Logistics Requirements  
   
UPC/GTIN Policy All Products sold to AFS in consumer units for the purpose of resale must have a readable UPC or GTIN (collectively, “UPC/GTIN”) barcode affixed to the Product or the Product’s “sellable” packing. All produce sold to AFS must have a PLU code affixed to the Product. See the AFS Representative for further clarification.
   
  Vendor must adhere to the UCC specifications for the UPC/GTIN bar code for format, size, color, location and clarity.
   
  Bar codes must be clear, legible, capable of being electronically scanned, and represent the human readable numeric code located beneath the barcode.
   
  Vendor must e-mail its AFS Representative for authorization prior to making substitutions for the Products appearing on the AFS Purchase Order.
   
  Vendor must communicate to its AFS Representative, in writing, all changes to current UPC/GTIN numbers, as well as the addition of new numbers, no less than [*****] days prior to shipment of Products to AFS.
   
  Vendor covenants that: (1) the UPC/GTIN and PLU codes on the labels or packaging for all Products will be imprinted in an accurate manner that can be electronically scanned; and (2) the UPC/GTIN and PLU information will be correctly assigned to the Products.

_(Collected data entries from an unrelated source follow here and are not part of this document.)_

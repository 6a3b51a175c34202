// Copyright 2025 Fernando Borretti
//
// Licensed under the Apache License, Version 2.0 (the "License");
// you may not use this file except in compliance with the License.
// You may obtain a copy of the License at
//
//     http://www.apache.org/licenses/LICENSE-2.0
//
// Unless required by applicable law or agreed to in writing, software
// distributed under the License is distributed on an "AS IS" BASIS,
// WITHOUT WARRANTIES OR CONDITIONS OF ANY KIND, either express or implied.
// See the License for the specific language governing permissions and
// limitations under the License.

use crate::collection::Collection;
use crate::error::Fallible;

pub fn check_collection(directory: Option<String>) -> Fallible<()> {
    let _ = Collection::new(directory)?;
    println!("ok");
    Ok(())
}

#[cfg(test)]
mod tests {
    use std::fs::write;
    use std::path::PathBuf;

    use super::check_collection;
    use crate::collection::CONFIG_FILE;
    use crate::error::Fallible;
    use crate::helper::create_tmp_directory;

    #[test]
    fn test_non_existent_directory() {
        assert!(check_collection(Some("./derpherp".to_string())).is_err());
    }

    #[test]
    fn test_directory() -> Fallible<()> {
        assert!(check_collection(Some(create_tmp_directory()?)).is_ok());
        Ok(())
    }

    #[test]
    fn test_bad_config() -> Fallible<()> {
        let directory = create_tmp_directory()?;
        write(PathBuf::from(&directory).join(CONFIG_FILE), "nonsense = [")?;
        assert!(check_collection(Some(directory)).is_err());
        Ok(())
    }
}
// Copyright 2025 Fernando Borretti
//
// Licensed under the Apache License, Version 2.0 (the "License");
// you may not use this file except in compliance with the License.
// You may obtain a copy of the License at
//
//     http://www.apache.org/licenses/LICENSE-2.0
//
// Unless required by applicable law or agreed to in writing, software
// distributed under the License is distributed on an "AS IS" BASIS,
// WITHOUT WARRANTIES OR CONDITIONS OF ANY KIND, either express or implied.
// See the License for the specific language governing permissions and
// limitations under the License.

//! Turns a raw answer into a 0–5 quality grade.

use std::fmt::Display;
use std::fmt::Formatter;

use serde::Serialize;

use crate::error::ValidationError;
use crate::types::range::Range;
use crate::types::range::UNIT;

pub const MAX_QUALITY: u8 = 5;

const SCORE: Range = Range::new(0.0, 100.0);
const SECONDS: Range = Range::new(0.0, f64::INFINITY);

/// Confidence above which a wrong answer still counts as "almost".
const RECOGNIZE_CONFIDENCE: f64 = 0.7;
const PARTIAL_CONFIDENCE: f64 = 0.4;

const PERFECT_SCORE: f64 = 90.0;
const GOOD_SCORE: f64 = 80.0;
const FAIR_SCORE: f64 = 60.0;

const FAST_SECONDS: f64 = 3.0;
const SLOW_SECONDS: f64 = 15.0;
const VERY_SLOW_SECONDS: f64 = 30.0;

/// A review grade on the SM-2 0–5 scale.
#[derive(Clone, Copy, PartialEq, Eq, PartialOrd, Ord, Hash, Debug, Serialize)]
#[serde(transparent)]
pub struct Quality(u8);

impl Quality {
    pub const BLACKOUT: Quality = Quality(0);
    pub const PERFECT: Quality = Quality(MAX_QUALITY);

    /// A grade supplied by the caller. Anything outside 0–5 is rejected.
    pub fn new(value: i64) -> Result<Self, ValidationError> {
        if (0..=MAX_QUALITY as i64).contains(&value) {
            Ok(Self(value as u8))
        } else {
            Err(ValidationError::new(
                "quality",
                format!("{value} is outside [0, {MAX_QUALITY}]"),
            ))
        }
    }

    pub fn value(self) -> u8 {
        self.0
    }

    pub fn as_f64(self) -> f64 {
        self.0 as f64
    }
}

impl Display for Quality {
    fn fmt(&self, f: &mut Formatter<'_>) -> std::fmt::Result {
        write!(f, "{}", self.0)
    }
}

/// A raw answer as reported by the answer-evaluation pipeline.
#[derive(Clone, Copy, Debug, PartialEq)]
pub struct Answer {
    pub is_correct: bool,
    /// Recognizer confidence in [0, 1].
    pub confidence: f64,
    /// Similarity score in [0, 100].
    pub score: f64,
    /// Response time in seconds, when known.
    pub response_time: Option<f64>,
}

impl Answer {
    /// The same answer with every field forced into its documented range.
    fn clamped(&self) -> Self {
        Self {
            is_correct: self.is_correct,
            confidence: UNIT.clamp(self.confidence),
            score: SCORE.clamp(self.score),
            response_time: self
                .response_time
                .filter(|t| t.is_finite())
                .map(|t| SECONDS.clamp(t)),
        }
    }
}

#[derive(Clone, Copy, PartialEq, Eq, Debug, Serialize)]
#[serde(rename_all = "lowercase")]
pub enum QualityCategory {
    Perfect,
    Good,
    Acceptable,
    Poor,
    Failed,
}

impl QualityCategory {
    pub fn of(quality: Quality) -> Self {
        match quality.value() {
            5 => QualityCategory::Perfect,
            4 => QualityCategory::Good,
            3 => QualityCategory::Acceptable,
            1 | 2 => QualityCategory::Poor,
            _ => QualityCategory::Failed,
        }
    }
}

#[derive(Clone, Debug, PartialEq, Serialize)]
pub struct QualityResult {
    pub quality: Quality,
    pub reasoning: String,
    pub category: QualityCategory,
}

impl QualityResult {
    fn new(quality: u8, reasoning: impl Into<String>) -> Self {
        let quality = Quality(quality.min(MAX_QUALITY));
        Self {
            quality,
            reasoning: reasoning.into(),
            category: QualityCategory::of(quality),
        }
    }
}

/// Grade an answer. Pure and total: out-of-range inputs are clamped.
pub fn calculate_quality(answer: &Answer) -> QualityResult {
    let answer = answer.clamped();
    if !answer.is_correct {
        return if answer.confidence > RECOGNIZE_CONFIDENCE {
            QualityResult::new(
                2,
                "Incorrect, but the right answer would be recognized easily.",
            )
        } else if answer.confidence > PARTIAL_CONFIDENCE {
            QualityResult::new(1, "Incorrect, with a vague memory of the right answer.")
        } else {
            QualityResult::new(0, "Complete blackout.")
        };
    }

    let (base, base_reason) = if answer.score >= PERFECT_SCORE {
        (5, "Correct with an excellent score")
    } else if answer.score >= GOOD_SCORE {
        (4, "Correct with a good score")
    } else {
        (3, "Correct, but the answer was not close to the reference")
    };

    match answer.response_time {
        Some(t) => {
            if t <= FAST_SECONDS && base < MAX_QUALITY {
                QualityResult::new(base + 1, format!("{base_reason}, answered quickly ({t:.1}s)."))
            } else if t >= VERY_SLOW_SECONDS {
                QualityResult::new(
                    (base - 1).max(3),
                    format!("{base_reason}, but answered very slowly ({t:.1}s)."),
                )
            } else if t >= SLOW_SECONDS && base > 3 {
                QualityResult::new(
                    base - 1,
                    format!("{base_reason}, but answered slowly ({t:.1}s)."),
                )
            } else {
                QualityResult::new(base, format!("{base_reason} ({t:.1}s)."))
            }
        }
        None => {
            if answer.confidence < PARTIAL_CONFIDENCE && base > 3 {
                QualityResult::new(3, format!("{base_reason}, but with low confidence."))
            } else {
                QualityResult::new(base, format!("{base_reason}."))
            }
        }
    }
}

#[derive(Clone, Copy, PartialEq, Eq, Debug, Serialize)]
#[serde(rename_all = "lowercase")]
pub enum ConfidenceLevel {
    High,
    Medium,
    Low,
}

impl ConfidenceLevel {
    fn of(confidence: f64) -> Self {
        if confidence >= RECOGNIZE_CONFIDENCE {
            ConfidenceLevel::High
        } else if confidence >= PARTIAL_CONFIDENCE {
            ConfidenceLevel::Medium
        } else {
            ConfidenceLevel::Low
        }
    }
}

#[derive(Clone, Copy, PartialEq, Eq, Debug, Serialize)]
#[serde(rename_all = "lowercase")]
pub enum ScoreLevel {
    Excellent,
    Good,
    Fair,
    Poor,
}

impl ScoreLevel {
    fn of(score: f64) -> Self {
        if score >= PERFECT_SCORE {
            ScoreLevel::Excellent
        } else if score >= GOOD_SCORE {
            ScoreLevel::Good
        } else if score >= FAIR_SCORE {
            ScoreLevel::Fair
        } else {
            ScoreLevel::Poor
        }
    }
}

#[derive(Clone, Copy, PartialEq, Eq, Debug, Serialize)]
#[serde(rename_all = "snake_case")]
pub enum ResponseSpeed {
    Fast,
    Normal,
    Slow,
    VerySlow,
}

impl ResponseSpeed {
    fn of(seconds: f64) -> Self {
        if seconds <= FAST_SECONDS {
            ResponseSpeed::Fast
        } else if seconds >= VERY_SLOW_SECONDS {
            ResponseSpeed::VerySlow
        } else if seconds >= SLOW_SECONDS {
            ResponseSpeed::Slow
        } else {
            ResponseSpeed::Normal
        }
    }
}

/// The grade plus a breakdown of the signals behind it. Advisory only; the
/// scheduler never looks at anything but the grade.
#[derive(Clone, Debug, PartialEq, Serialize)]
#[serde(rename_all = "camelCase")]
pub struct DetailedAnalysis {
    pub result: QualityResult,
    pub is_correct: bool,
    pub confidence: f64,
    pub confidence_level: ConfidenceLevel,
    pub score: f64,
    pub score_level: ScoreLevel,
    pub response_time: Option<f64>,
    pub response_speed: Option<ResponseSpeed>,
}

pub fn detailed_analysis(answer: &Answer) -> DetailedAnalysis {
    let result = calculate_quality(answer);
    let answer = answer.clamped();
    DetailedAnalysis {
        result,
        is_correct: answer.is_correct,
        confidence: answer.confidence,
        confidence_level: ConfidenceLevel::of(answer.confidence),
        score: answer.score,
        score_level: ScoreLevel::of(answer.score),
        response_time: answer.response_time,
        response_speed: answer.response_time.map(ResponseSpeed::of),
    }
}

#[cfg(test)]
mod tests {
    use super::*;

    fn correct(score: f64, confidence: f64, response_time: Option<f64>) -> Answer {
        Answer {
            is_correct: true,
            confidence,
            score,
            response_time,
        }
    }

    fn incorrect(confidence: f64) -> Answer {
        Answer {
            is_correct: false,
            confidence,
            score: 95.0,
            response_time: Some(1.0),
        }
    }

    fn grade(answer: Answer) -> u8 {
        calculate_quality(&answer).quality.value()
    }

    #[test]
    fn test_incorrect_grades() {
        assert_eq!(grade(incorrect(0.9)), 2);
        assert_eq!(grade(incorrect(0.7)), 1);
        assert_eq!(grade(incorrect(0.5)), 1);
        assert_eq!(grade(incorrect(0.4)), 0);
        assert_eq!(grade(incorrect(0.1)), 0);
    }

    #[test]
    fn test_correct_base_grades() {
        assert_eq!(grade(correct(95.0, 0.9, None)), 5);
        assert_eq!(grade(correct(90.0, 0.9, None)), 5);
        assert_eq!(grade(correct(85.0, 0.9, None)), 4);
        assert_eq!(grade(correct(50.0, 0.9, None)), 3);
    }

    #[test]
    fn test_fast_answer_bonus() {
        assert_eq!(grade(correct(95.0, 0.9, Some(2.0))), 5);
        assert_eq!(grade(correct(85.0, 0.9, Some(3.0))), 5);
        assert_eq!(grade(correct(50.0, 0.9, Some(1.0))), 4);
    }

    #[test]
    fn test_slow_answer_penalties() {
        assert_eq!(grade(correct(95.0, 0.9, Some(15.0))), 4);
        assert_eq!(grade(correct(85.0, 0.9, Some(20.0))), 3);
        assert_eq!(grade(correct(50.0, 0.9, Some(20.0))), 3);
        assert_eq!(grade(correct(95.0, 0.9, Some(30.0))), 4);
        assert_eq!(grade(correct(85.0, 0.9, Some(45.0))), 3);
        assert_eq!(grade(correct(50.0, 0.9, Some(45.0))), 3);
        assert_eq!(grade(correct(85.0, 0.9, Some(8.0))), 4);
    }

    #[test]
    fn test_low_confidence_without_time() {
        assert_eq!(grade(correct(95.0, 0.2, None)), 3);
        assert_eq!(grade(correct(50.0, 0.2, None)), 3);
        // With a response time, confidence is ignored.
        assert_eq!(grade(correct(95.0, 0.2, Some(5.0))), 5);
    }

    #[test]
    fn test_out_of_range_inputs_are_clamped() {
        assert_eq!(grade(correct(250.0, 7.0, Some(-3.0))), 5);
        assert_eq!(grade(correct(-10.0, f64::NAN, None)), 3);
        assert_eq!(grade(incorrect(f64::NAN)), 0);
        assert_eq!(grade(incorrect(3.0)), 2);
        let analysis = detailed_analysis(&correct(250.0, 7.0, Some(f64::NAN)));
        assert_eq!(analysis.score, 100.0);
        assert_eq!(analysis.confidence, 1.0);
        assert_eq!(analysis.response_time, None);
    }

    #[test]
    fn test_non_finite_time_is_treated_as_missing() {
        for time in [f64::NAN, f64::INFINITY, f64::NEG_INFINITY] {
            assert_eq!(
                grade(correct(95.0, 0.2, Some(time))),
                grade(correct(95.0, 0.2, None))
            );
        }
        assert_eq!(
            detailed_analysis(&correct(80.0, 0.9, Some(f64::NAN))).response_time,
            None
        );
    }

    #[test]
    fn test_categories() {
        assert_eq!(
            calculate_quality(&correct(95.0, 0.9, None)).category,
            QualityCategory::Perfect
        );
        assert_eq!(
            calculate_quality(&correct(85.0, 0.9, None)).category,
            QualityCategory::Good
        );
        assert_eq!(
            calculate_quality(&correct(10.0, 0.9, None)).category,
            QualityCategory::Acceptable
        );
        assert_eq!(
            calculate_quality(&incorrect(0.9)).category,
            QualityCategory::Poor
        );
        assert_eq!(
            calculate_quality(&incorrect(0.5)).category,
            QualityCategory::Poor
        );
        assert_eq!(
            calculate_quality(&incorrect(0.0)).category,
            QualityCategory::Failed
        );
    }

    #[test]
    fn test_reasoning_is_never_empty() {
        let answers = [
            incorrect(0.9),
            incorrect(0.5),
            incorrect(0.1),
            correct(95.0, 0.9, Some(1.0)),
            correct(85.0, 0.9, Some(1.0)),
            correct(85.0, 0.9, Some(20.0)),
            correct(85.0, 0.9, Some(40.0)),
            correct(85.0, 0.9, Some(8.0)),
            correct(85.0, 0.1, None),
            correct(85.0, 0.9, None),
        ];
        for answer in answers {
            assert!(!calculate_quality(&answer).reasoning.is_empty());
        }
    }

    #[test]
    fn test_quality_new() {
        assert_eq!(Quality::new(3).map(Quality::value), Ok(3));
        let err = Quality::new(6).unwrap_err();
        assert_eq!(err.field, "quality");
        assert!(Quality::new(-1).is_err());
    }

    #[test]
    fn test_detailed_analysis_levels() {
        let analysis = detailed_analysis(&correct(65.0, 0.5, Some(20.0)));
        assert_eq!(analysis.confidence_level, ConfidenceLevel::Medium);
        assert_eq!(analysis.score_level, ScoreLevel::Fair);
        assert_eq!(analysis.response_speed, Some(ResponseSpeed::Slow));
        assert_eq!(analysis.result.quality.value(), 3);

        let analysis = detailed_analysis(&correct(40.0, 0.1, None));
        assert_eq!(analysis.confidence_level, ConfidenceLevel::Low);
        assert_eq!(analysis.score_level, ScoreLevel::Poor);
        assert_eq!(analysis.response_speed, None);
    }
}
// Copyright 2025 Fernando Borretti
//
// Licensed under the Apache License, Version 2.0 (the "License");
// you may not use this file except in compliance with the License.
// You may obtain a copy of the License at
//
//     http://www.apache.org/licenses/LICENSE-2.0
//
// Unless required by applicable law or agreed to in writing, software
// distributed under the License is distributed on an "AS IS" BASIS,
// WITHOUT WARRANTIES OR CONDITIONS OF ANY KIND, either express or implied.
// See the License for the specific language governing permissions and
// limitations under the License.

use serde::Serialize;

use crate::collection::Collection;
use crate::db::ReviewLog;
use crate::engine::ReviewEvent;
use crate::engine::ReviewResult;
use crate::error::Fallible;
use crate::scheduler::ReviewContext;
use crate::types::mistake::MistakeRecord;
use crate::types::timestamp::Timestamp;

pub fn review_item(directory: Option<String>, event: ReviewEvent) -> Fallible<()> {
    let coll: Collection = Collection::new(directory)?;
    let report: ReviewReport = submit_review(&coll, &event, Timestamp::now())?;
    let json: String = serde_json::to_string_pretty(&report)?;
    println!("{json}");
    Ok(())
}

#[derive(Serialize)]
#[serde(rename_all = "camelCase")]
pub struct ReviewReport {
    pub review: ReviewResult,
    /// The learner's updated log for this item, when the answer was wrong.
    pub mistake_record: Option<MistakeRecord>,
    pub context: ReviewContext,
}

/// Score, schedule and persist one answer.
pub fn submit_review(
    coll: &Collection,
    event: &ReviewEvent,
    now: Timestamp,
) -> Fallible<ReviewReport> {
    let card = coll.db.get_card(&event.user_id, &event.item_id)?;
    let mut ctx = ReviewContext::default();
    let review = coll.engine.review(card.as_ref(), event, now, &mut ctx)?;

    let mistake_record = match &review.mistake {
        Some(mistake) => {
            let existing = coll
                .db
                .get_mistake_record(&event.user_id, &event.item_id)?;
            Some(coll.engine.log_mistake(
                existing,
                &event.user_id,
                &event.item_id,
                mistake.clone(),
                now,
            ))
        }
        None => None,
    };

    let outcome = &review.outcome;
    let log = ReviewLog {
        user_id: outcome.card.user_id.clone(),
        item_id: outcome.card.item_id.clone(),
        reviewed_at: now,
        quality: outcome.quality.value(),
        previous_state: outcome.previous_state,
        learning_state: outcome.card.learning_state,
        interval: outcome.card.interval,
        ease_factor: outcome.card.ease_factor,
        next_review: outcome.card.next_review,
        response_time_ms: event.response_time_ms.map(|ms| ms.min(i64::MAX as u64) as i64),
    };
    coll.db
        .save_review(&outcome.card, mistake_record.as_ref(), &log)?;

    if outcome.chronic_difficulty {
        log::warn!(
            "{}/{} has lapsed {} times.",
            outcome.card.user_id,
            outcome.card.item_id,
            outcome.card.lapses
        );
    }

    Ok(ReviewReport {
        review,
        mistake_record,
        context: ctx,
    })
}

For the breach of either or both of these covenants, AFS will charge Vendor in accordance with the Fee Schedule attached as Exhibit D.
   
  As technology changes - Vendor agrees to adhere to any additional labeling or identification requirements that AFS requires.
   
Product Preparation Vendor must prepare Products for shipment as specified by the AFS Purchase Order instructions and in accordance with the Terms and Conditions of the National Motor Freight Classification as it pertains to specifications for packages and the rules portion of the tariff. In addition, Vendor shall:

 

  Apply tickets to product in accordance with the AFS Purchase Order, including any specific ticketing provisions and cost thereof:
     
    o Print the correct information on the ticket (e.g., price, SKU, Class, UPC/GTIN)
       
    o Place ticket on the correct Products
       
    o Place ticket in the correct location on the Products
       
  Custom pre-pack and package Products as specified by the AFS Purchase Order:
     
    o Case quantity and inner pack quantity as specified.
       
    o Correct number of units
       
    o Pre-assorted as specified
       
    o Do not ship partial cases.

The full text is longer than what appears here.